Gestern haben wir uns im Ausschuss intensiv mit den Behörden und den Einrichtungen befasst, die in Deutschland für die Endlagerung zuständig sind: mit dem BfE, mit der BGE und mit dem Nationalen Begleitgremium. Wir haben uns mit den Problemen, die wir dort haben und die wir noch lösen müssen, befasst. Das ist die Aufgabe, die wir wahrnehmen müssen und auch wahrnehmen. Wir brauchen ein Geologiedatengesetz, um dieses Thema möglichst zu pushen. Das sollten wir auf jeden Fall in der näheren Zukunft beschließen. Ich würde die Regierung bitten, da schneller voranzukommen, damit wir die Daten bereitstellen können, die für die Standortsuche notwendig sind.
Sie haben das Thema Exportverbote wieder auf die Tagesordnung gesetzt, wie Sie das jedes Jahr tun. Inzwischen wissen wir, dass das ein ausgesprochen schwieriges Thema ist. Ich verstehe das, und wir haben im Koalitionsvertrag auch extra stehen, dass wir prüfen wollen, ob oder wie das geht. Der Antrag von Nordrhein-Westfalen und Baden-Württemberg, der am Freitag im Bundesrat noch einmal behandelt wird, hat dasselbe zum Ziel.

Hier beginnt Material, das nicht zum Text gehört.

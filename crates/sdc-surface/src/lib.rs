//! `sdc-surface` — the maps agents drive on.
//!
//! A surface is a raster of [`Category`] cells plus a start pose and,
//! for parking lots, a target position.  Sensors only ever *read* a surface;
//! the controller regenerates it between generations.
//!
//! # Crate layout
//!
//! | Module        | Contents                                                   |
//! |---------------|------------------------------------------------------------|
//! | [`category`]  | `Category` — drivable / pointer / markup / off-track       |
//! | [`raster`]    | `Raster`, `Rect`, `Side` — the cell grid and draw helpers  |
//! | [`curve`]     | closed Catmull–Rom loop built from cubic Bézier segments   |
//! | [`track`]     | `Track`, `TrackParams` — random closed-loop road           |
//! | [`lot`]       | `ParkingLot`, `LotLayout`, `ParkingSlot`                   |
//! | [`surface`]   | `Surface` trait, `StaticSurface`                           |
//! | [`error`]     | `SurfaceError`, `SurfaceResult<T>`                         |

pub mod category;
pub mod curve;
pub mod error;
pub mod lot;
pub mod raster;
pub mod surface;
pub mod track;


pub use category::Category;
pub use error::{SurfaceError, SurfaceResult};
pub use lot::{LotLayout, LotParams, ParkingLot, ParkingSlot};
pub use raster::{Raster, Rect, Side};
pub use surface::{StaticSurface, Surface};
pub use track::{Track, TrackParams};

/// Canvas width shared by the built-in maps.
pub const CANVAS_WIDTH: u32 = 1320;

/// Canvas height shared by the built-in maps.
pub const CANVAS_HEIGHT: u32 = 768;
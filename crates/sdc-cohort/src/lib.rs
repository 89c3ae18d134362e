//! `sdc-cohort` — generation loop orchestrator for the rust_sdc framework.
//!
//! # Tick loop
//!
//! ```text
//! begin_generation(policies):
//!   spawn every agent at surface.start_pose(), prime corners + radars
//! step(raw_dt, sink):
//!   dt = clamp(raw_dt, min_dt, max_dt)
//!   for every live agent (parallel with the `parallel` feature):
//!     ① Decide  — policy.decide(previous radars, ratios)   → Command
//!     ② Move    — KinematicModel::update(state, command, dt)
//!     ③ Sense   — corners → collision policy → radars
//!     ④ Score   — ScoringPolicy::score(state, contact, target)
//!   report every agent's total score to the sink (slot order)
//!   if nobody is alive          → Ended(AllDead)
//!   else if tick > time budget  → Ended(TimeExpired)
//!   on Ended: surface.regenerate(), map counter += 1
//! ```
//!
//! # Crate layout
//!
//! | Module         | Contents                                                         |
//! |----------------|------------------------------------------------------------------|
//! | [`scenario`]   | `ScenarioConfig` — vehicle, sensors, policies, agent count       |
//! | [`builder`]    | `CohortBuilder` — validation and construction                    |
//! | [`controller`] | `CohortController` — the generation state machine                |
//! | [`status`]     | `GenerationStatus`, `EndReason`                                  |
//! | [`fitness`]    | `FitnessSink` trait, `FitnessTable`                              |
//! | [`observer`]   | `CohortObserver` trait, `NoopObserver`                           |
//! | [`snapshot`]   | `AgentSnapshot`, `TickSummary`, `GenerationSummary`              |
//! | [`optimizer`]  | `Optimizer` trait, `RandomSearch`                                |
//! | [`trainer`]    | `Trainer`, `TrainingOutcome` — epochs of generations             |
//! | [`error`]      | `CohortError`, `CohortResult<T>`                                 |
//!
//! # Cargo features
//!
//! | Feature    | Effect                                                 |
//! |------------|--------------------------------------------------------|
//! | `parallel` | Runs the per-agent step on Rayon's thread pool.        |
//! | `serde`    | Serde derives on `ScenarioConfig` and summaries.       |
//!
//! # Quick-start
//!
//! ```rust,ignore
//! let mut rng = SimRng::new(config.seed);
//! let track = Track::new(TrackParams::default(), &mut rng)?;
//! let mut cohort = CohortBuilder::new(config, ScenarioConfig::highway(), track).build()?;
//! let mut trainer = Trainer::new(RandomSearch::for_scenario(cohort.scenario(), &[6]));
//! let outcome = trainer.run(&mut cohort, &mut NoopObserver)?;
//! ```

pub mod builder;
pub mod controller;
pub mod error;
pub mod fitness;
pub mod observer;
pub mod optimizer;
pub mod scenario;
pub mod snapshot;
pub mod status;
pub mod trainer;

#[cfg(test)]
mod tests;

pub use builder::CohortBuilder;
pub use controller::CohortController;
pub use error::{CohortError, CohortResult};
pub use fitness::{FitnessSink, FitnessTable};
pub use observer::{CohortObserver, NoopObserver};
pub use optimizer::{Optimizer, RandomSearch};
pub use scenario::ScenarioConfig;
pub use snapshot::{AgentSnapshot, GenerationSummary, TickSummary};
pub use status::{EndReason, GenerationStatus};
pub use trainer::{Trainer, TrainingOutcome};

Das ist auch in Ordnung; denn ich teile die Meinung, dass wir in der Tat alles tun müssen, um unsere Nachbarn zu bewegen, das Maximale für die Sicherheit zu tun, die Laufzeit nicht zu verlängern, Sicherheitsstandards zu erhöhen und einzuhalten. Wir können sie aber nicht zwingen, das zu tun, was wir gerne hätten, nämlich möglichst morgen abzuschalten oder deutsche Standards zu übernehmen. Sie haben ihre eigenen Standards, und sie haben auch das Recht dazu.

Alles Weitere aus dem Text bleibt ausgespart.